◆ Exercise description
In the listing that follows, how many lines contain the string "text"? Provide only the number.

Start of Data provided

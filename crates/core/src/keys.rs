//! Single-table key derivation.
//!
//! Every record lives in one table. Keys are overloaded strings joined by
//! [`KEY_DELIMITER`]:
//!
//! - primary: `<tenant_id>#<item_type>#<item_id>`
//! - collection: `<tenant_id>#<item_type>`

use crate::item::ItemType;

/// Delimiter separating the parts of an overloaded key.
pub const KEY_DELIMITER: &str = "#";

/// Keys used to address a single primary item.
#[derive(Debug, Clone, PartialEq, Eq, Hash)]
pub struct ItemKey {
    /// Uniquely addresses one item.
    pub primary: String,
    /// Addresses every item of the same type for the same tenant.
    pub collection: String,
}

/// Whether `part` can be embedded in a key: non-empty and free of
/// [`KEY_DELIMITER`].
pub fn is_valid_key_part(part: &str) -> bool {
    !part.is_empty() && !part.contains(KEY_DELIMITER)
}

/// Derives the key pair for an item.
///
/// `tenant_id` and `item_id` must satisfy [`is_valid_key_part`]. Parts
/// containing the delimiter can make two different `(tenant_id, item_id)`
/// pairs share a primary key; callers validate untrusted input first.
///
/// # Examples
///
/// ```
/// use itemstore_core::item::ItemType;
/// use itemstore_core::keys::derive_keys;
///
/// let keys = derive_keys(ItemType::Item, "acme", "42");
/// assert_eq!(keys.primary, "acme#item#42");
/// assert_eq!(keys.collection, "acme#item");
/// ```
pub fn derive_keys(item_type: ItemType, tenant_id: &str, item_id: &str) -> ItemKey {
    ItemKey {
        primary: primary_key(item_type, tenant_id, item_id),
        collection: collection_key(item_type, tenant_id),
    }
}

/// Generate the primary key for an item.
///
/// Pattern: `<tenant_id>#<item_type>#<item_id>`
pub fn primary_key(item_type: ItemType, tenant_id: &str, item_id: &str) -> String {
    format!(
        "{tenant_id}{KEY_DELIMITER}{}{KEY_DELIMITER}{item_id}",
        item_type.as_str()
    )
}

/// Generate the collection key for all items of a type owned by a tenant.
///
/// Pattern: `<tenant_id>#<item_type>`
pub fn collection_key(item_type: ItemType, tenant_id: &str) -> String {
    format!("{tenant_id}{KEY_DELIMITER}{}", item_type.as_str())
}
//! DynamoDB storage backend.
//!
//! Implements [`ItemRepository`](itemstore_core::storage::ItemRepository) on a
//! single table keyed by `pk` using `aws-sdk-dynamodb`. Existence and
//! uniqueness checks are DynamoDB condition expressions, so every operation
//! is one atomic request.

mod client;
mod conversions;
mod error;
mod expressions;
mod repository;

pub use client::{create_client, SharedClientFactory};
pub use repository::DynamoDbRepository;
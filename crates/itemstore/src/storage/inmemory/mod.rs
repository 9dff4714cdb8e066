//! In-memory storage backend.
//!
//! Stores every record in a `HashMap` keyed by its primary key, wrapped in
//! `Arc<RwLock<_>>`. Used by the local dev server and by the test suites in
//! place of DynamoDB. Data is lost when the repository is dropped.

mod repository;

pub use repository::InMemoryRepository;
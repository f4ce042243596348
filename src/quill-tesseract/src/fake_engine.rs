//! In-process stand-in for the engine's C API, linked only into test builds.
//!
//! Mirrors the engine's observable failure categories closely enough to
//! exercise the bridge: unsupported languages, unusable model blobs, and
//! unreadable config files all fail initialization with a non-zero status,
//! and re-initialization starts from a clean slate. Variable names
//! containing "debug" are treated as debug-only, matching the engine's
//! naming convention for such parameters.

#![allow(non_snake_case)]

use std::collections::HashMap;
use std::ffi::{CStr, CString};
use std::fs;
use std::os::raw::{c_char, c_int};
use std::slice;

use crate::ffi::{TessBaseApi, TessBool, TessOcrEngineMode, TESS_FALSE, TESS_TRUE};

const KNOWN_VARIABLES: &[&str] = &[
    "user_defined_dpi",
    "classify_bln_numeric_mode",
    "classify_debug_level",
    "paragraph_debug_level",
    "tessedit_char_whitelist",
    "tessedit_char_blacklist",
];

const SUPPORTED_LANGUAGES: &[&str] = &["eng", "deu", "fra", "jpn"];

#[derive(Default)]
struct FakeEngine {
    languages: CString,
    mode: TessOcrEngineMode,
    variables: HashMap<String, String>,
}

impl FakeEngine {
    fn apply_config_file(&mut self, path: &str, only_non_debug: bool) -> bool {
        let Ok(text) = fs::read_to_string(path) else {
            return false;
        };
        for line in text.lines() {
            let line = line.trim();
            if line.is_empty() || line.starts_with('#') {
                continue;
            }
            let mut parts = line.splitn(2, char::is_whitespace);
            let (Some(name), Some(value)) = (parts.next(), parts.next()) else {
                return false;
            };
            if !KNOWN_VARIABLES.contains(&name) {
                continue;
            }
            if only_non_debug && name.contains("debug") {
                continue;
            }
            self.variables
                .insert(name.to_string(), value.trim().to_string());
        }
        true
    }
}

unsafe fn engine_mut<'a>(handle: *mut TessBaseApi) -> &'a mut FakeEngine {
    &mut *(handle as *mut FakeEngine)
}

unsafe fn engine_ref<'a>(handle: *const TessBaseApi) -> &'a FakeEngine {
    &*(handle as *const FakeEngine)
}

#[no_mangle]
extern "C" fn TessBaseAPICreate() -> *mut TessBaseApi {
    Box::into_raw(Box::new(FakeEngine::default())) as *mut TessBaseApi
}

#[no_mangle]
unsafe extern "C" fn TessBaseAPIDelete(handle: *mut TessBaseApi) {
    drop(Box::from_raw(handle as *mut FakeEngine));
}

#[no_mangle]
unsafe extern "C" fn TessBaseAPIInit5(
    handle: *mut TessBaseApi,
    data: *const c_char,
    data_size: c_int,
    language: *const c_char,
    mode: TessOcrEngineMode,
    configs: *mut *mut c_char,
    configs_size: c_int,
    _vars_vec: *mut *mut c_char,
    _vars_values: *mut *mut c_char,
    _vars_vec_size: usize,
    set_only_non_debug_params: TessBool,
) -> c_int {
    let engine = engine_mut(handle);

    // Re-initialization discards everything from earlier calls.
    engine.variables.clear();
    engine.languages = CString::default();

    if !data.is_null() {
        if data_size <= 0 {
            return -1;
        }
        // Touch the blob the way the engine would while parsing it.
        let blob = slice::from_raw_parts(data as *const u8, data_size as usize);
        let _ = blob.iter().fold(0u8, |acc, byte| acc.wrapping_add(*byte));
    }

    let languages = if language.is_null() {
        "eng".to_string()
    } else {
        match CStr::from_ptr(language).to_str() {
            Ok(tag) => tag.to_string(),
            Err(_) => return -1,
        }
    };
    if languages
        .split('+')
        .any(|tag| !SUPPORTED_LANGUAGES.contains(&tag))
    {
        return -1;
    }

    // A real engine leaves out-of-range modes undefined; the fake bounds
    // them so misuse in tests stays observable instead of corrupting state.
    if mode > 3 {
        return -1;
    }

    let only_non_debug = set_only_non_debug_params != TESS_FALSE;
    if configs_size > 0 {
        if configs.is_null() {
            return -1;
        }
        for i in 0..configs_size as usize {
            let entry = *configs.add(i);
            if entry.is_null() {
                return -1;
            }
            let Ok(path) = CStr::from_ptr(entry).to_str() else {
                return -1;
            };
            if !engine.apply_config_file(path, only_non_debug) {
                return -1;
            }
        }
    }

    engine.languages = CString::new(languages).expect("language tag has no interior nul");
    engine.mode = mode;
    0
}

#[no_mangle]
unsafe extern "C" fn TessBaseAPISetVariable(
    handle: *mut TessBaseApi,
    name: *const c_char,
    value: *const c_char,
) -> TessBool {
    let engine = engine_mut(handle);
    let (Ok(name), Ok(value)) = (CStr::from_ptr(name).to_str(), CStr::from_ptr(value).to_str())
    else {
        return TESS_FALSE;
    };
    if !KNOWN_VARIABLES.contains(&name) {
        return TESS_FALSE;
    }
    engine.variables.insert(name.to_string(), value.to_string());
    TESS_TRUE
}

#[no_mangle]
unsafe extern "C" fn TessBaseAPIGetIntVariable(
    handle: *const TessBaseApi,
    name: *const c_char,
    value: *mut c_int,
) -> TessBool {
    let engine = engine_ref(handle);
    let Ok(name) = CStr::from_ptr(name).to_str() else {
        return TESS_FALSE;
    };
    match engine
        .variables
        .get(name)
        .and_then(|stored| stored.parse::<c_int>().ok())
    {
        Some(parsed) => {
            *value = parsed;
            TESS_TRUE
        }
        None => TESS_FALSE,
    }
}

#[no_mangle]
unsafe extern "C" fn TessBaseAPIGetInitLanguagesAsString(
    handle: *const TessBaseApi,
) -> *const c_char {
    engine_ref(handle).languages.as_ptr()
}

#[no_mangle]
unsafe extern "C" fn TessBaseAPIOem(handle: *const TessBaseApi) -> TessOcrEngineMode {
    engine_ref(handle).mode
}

End of Data provided

◆ Result below
2